Newsweek Argentina
- Editor-in-chief: Sergio Szpolski
- Categories: News
- Frequency: Monthly
- Publisher: Manucorp, S.A.
- Total circulation: 20,000^{[citation needed]} (2011)
- First issue: August 2, 2006; 20 years ago
- Country: Argentine
- Language: Rioplatense Spanish
- Website: Newsweek Argentina^{[link removed]}

= Newsweek Argentina =

Argentine monthly news magazine

Newsweek Argentina is an Argentine monthly news magazine, published as the local edition of Newsweek. Its editorial director was Alex Milberg, and its senior editor was Matías Loewy.

==History and profile==
The magazine was inaugurated on August 2, 2006, and belonged to Sergio Szpolski's media group, Grupo Veintitrés'. Szpolski sold a 50% share therein to Matías Garfunkel.

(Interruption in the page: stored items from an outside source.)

//! Change detection for the cached asset.
//!
//! The remote checksum is fetched fresh on every check; only the *last
//! applied* value is kept locally. Values are opaque and compared
//! byte-for-byte.

use std::fmt;
use std::io;
use std::path::PathBuf;

use thiserror::Error;
use tracing::{debug, info, instrument};

use super::files::{exists, remove_if_exists, write_atomic};
use super::key::{AssetSource, CachedAsset};
use crate::fetch::{FetchError, HttpClient};

/// Opaque checksum value as published by the remote host.
#[derive(Clone, PartialEq, Eq, Hash)]
pub struct Checksum(Vec<u8>);

impl Checksum {
    #[must_use]
    pub fn new(bytes: impl Into<Vec<u8>>) -> Self {
        Self(bytes.into())
    }

    #[must_use]
    pub fn as_bytes(&self) -> &[u8] {
        &self.0
    }
}

impl fmt::Display for Checksum {
    fn fmt(&self, f: &mut fmt::Formatter<'_>) -> fmt::Result {
        f.write_str(String::from_utf8_lossy(&self.0).trim())
    }
}

impl fmt::Debug for Checksum {
    fn fmt(&self, f: &mut fmt::Formatter<'_>) -> fmt::Result {
        write!(f, "Checksum({self})")
    }
}

/// Errors raised while deciding whether the cache is stale.
#[derive(Debug, Error)]
pub enum ChecksumError {
    /// The checksum endpoint failed or returned a non-success status.
    #[error("remote checksum unavailable: {0}")]
    Remote(#[source] FetchError),

    /// The local checksum record exists but could not be read or written.
    #[error("checksum record {path}: {source}")]
    Io {
        /// Record path.
        path: PathBuf,
        /// Underlying IO error.
        #[source]
        source: io::Error,
    },
}

impl ChecksumError {
    fn io(path: impl Into<PathBuf>, source: io::Error) -> Self {
        Self::Io {
            path: path.into(),
            source,
        }
    }
}

/// Pure refresh decision.
///
/// `None` means the cached asset is current; otherwise the fetched checksum is
/// handed back so the caller can record it once the new asset is in place.
#[must_use]
pub fn refresh_decision(
    fetched: Checksum,
    recorded: Option<&Checksum>,
    asset_present: bool,
) -> Option<Checksum> {
    match recorded {
        Some(recorded) if asset_present && *recorded == fetched => None,
        _ => Some(fetched),
    }
}

/// Tracks the last applied checksum for one [`CachedAsset`].
#[derive(Debug, Clone)]
pub struct ChecksumStore {
    client: HttpClient,
    checksum_url: String,
    asset: CachedAsset,
}

impl ChecksumStore {
    #[must_use]
    pub fn new(client: HttpClient, source: &AssetSource, asset: CachedAsset) -> Self {
        Self {
            client,
            checksum_url: source.checksum_url().to_string(),
            asset,
        }
    }

    /// Fetches the current remote checksum.
    ///
    /// # Errors
    ///
    /// Returns [`ChecksumError::Remote`] on any network failure or non-success status.
    #[instrument(skip(self), fields(url = %self.checksum_url))]
    pub async fn fetch_remote(&self) -> Result<Checksum, ChecksumError> {
        self.client
            .get_bytes(&self.checksum_url)
            .await
            .map(Checksum::new)
            .map_err(ChecksumError::Remote)
    }

    /// Reads the last applied checksum, `None` if no record exists.
    ///
    /// # Errors
    ///
    /// Returns [`ChecksumError::Io`] when the record exists but cannot be read.
    pub async fn recorded(&self) -> Result<Option<Checksum>, ChecksumError> {
        let path = self.asset.checksum_record_path();
        match tokio::fs::read(path).await {
            Ok(bytes) => Ok(Some(Checksum::new(bytes))),
            Err(error) if error.kind() == io::ErrorKind::NotFound => Ok(None),
            Err(error) => Err(ChecksumError::io(path, error)),
        }
    }

    /// Returns `Some(fetched)` when the cached asset must be refreshed.
    ///
    /// "No refresh" requires the compressed asset and a checksum record to
    /// both exist and the freshly fetched checksum to equal the record.
    ///
    /// # Errors
    ///
    /// [`ChecksumError::Remote`] is fatal for the run: there is no fallback to
    /// a possibly stale cache. The cache is not touched in that case.
    #[instrument(skip(self))]
    pub async fn needs_refresh(&self) -> Result<Option<Checksum>, ChecksumError> {
        let fetched = self.fetch_remote().await?;
        let compressed = self.asset.compressed_path();
        let asset_present = exists(compressed)
            .await
            .map_err(|e| ChecksumError::io(compressed, e))?;
        let recorded = if asset_present {
            self.recorded().await?
        } else {
            None
        };

        let decision = refresh_decision(fetched, recorded.as_ref(), asset_present);
        match &decision {
            None => debug!(checksum = %recorded.as_ref().map(ToString::to_string).unwrap_or_default(), "cached asset is current"),
            Some(checksum) => info!(
                %checksum,
                asset_present,
                had_record = recorded.is_some(),
                "cached asset needs refresh"
            ),
        }
        Ok(decision)
    }

    /// Durably records `checksum` as applied.
    ///
    /// Call only after the matching asset has been fully written and renamed
    /// into place.
    ///
    /// # Errors
    ///
    /// Returns [`ChecksumError::Io`] if the record cannot be written.
    pub async fn record(&self, checksum: &Checksum) -> Result<(), ChecksumError> {
        let path = self.asset.checksum_record_path();
        write_atomic(path, checksum.as_bytes())
            .await
            .map_err(|e| ChecksumError::io(path, e))?;
        debug!(%checksum, path = %path.display(), "checksum recorded");
        Ok(())
    }

    /// Removes the checksum record so an interrupted refresh is retried.
    ///
    /// # Errors
    ///
    /// Returns [`ChecksumError::Io`] if the record exists but cannot be removed.
    pub async fn invalidate(&self) -> Result<(), ChecksumError> {
        let path = self.asset.checksum_record_path();
        remove_if_exists(path)
            .await
            .map(|_| ())
            .map_err(|e| ChecksumError::io(path, e))
    }

    #[must_use]
    pub fn asset(&self) -> &CachedAsset {
        &self.asset
    }
}
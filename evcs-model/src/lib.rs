//! Core types and backend contract for EV charging session data.
//!
//! Everything here mirrors the JSON shapes served by the dashboard backend:
//! - `value`: loosely typed cell values (numbers or strings)
//! - `dataset`: charging-session rows plus their column headers
//! - `station`: charging stations shown on the map
//! - `cluster`: the response of the classification endpoint
//! - `api`: the `DashboardApi` trait both transports implement

pub mod api;
pub mod cluster;
pub mod dataset;
pub mod station;
pub mod value;

pub use api::{ApiError, DashboardApi};
pub use cluster::{ClassifyRequest, ClusterResult, LabeledPoint};
pub use dataset::{Dataset, Row, UserFilter};
pub use station::Station;
pub use value::CellValue;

The magazine included both articles and editorials written in the Argentine bureau located in Palermo, Buenos Aires, as well as translations from the namesake U.S. publication. Part of the magazine was also distributed as an in-flight magazine in Aerolíneas Argentinas and Austral Líneas Aéreas as a reprint within Cielos Argentinos.

Regular contributors included: Rosendo Fraga, Sergio Bergman, and Lucas Llach (Economics); Ana Gerschenson (Argentine politics); Juan Pablo de Santis (Business); Alejandro Zanoni (information technology); and Tamara di Tella (Argentine culture).

The magazine was closed in 2014, however, on June 30, 2022, the magazine was reintroduced as a second stage, this time under group Alpha Media's management.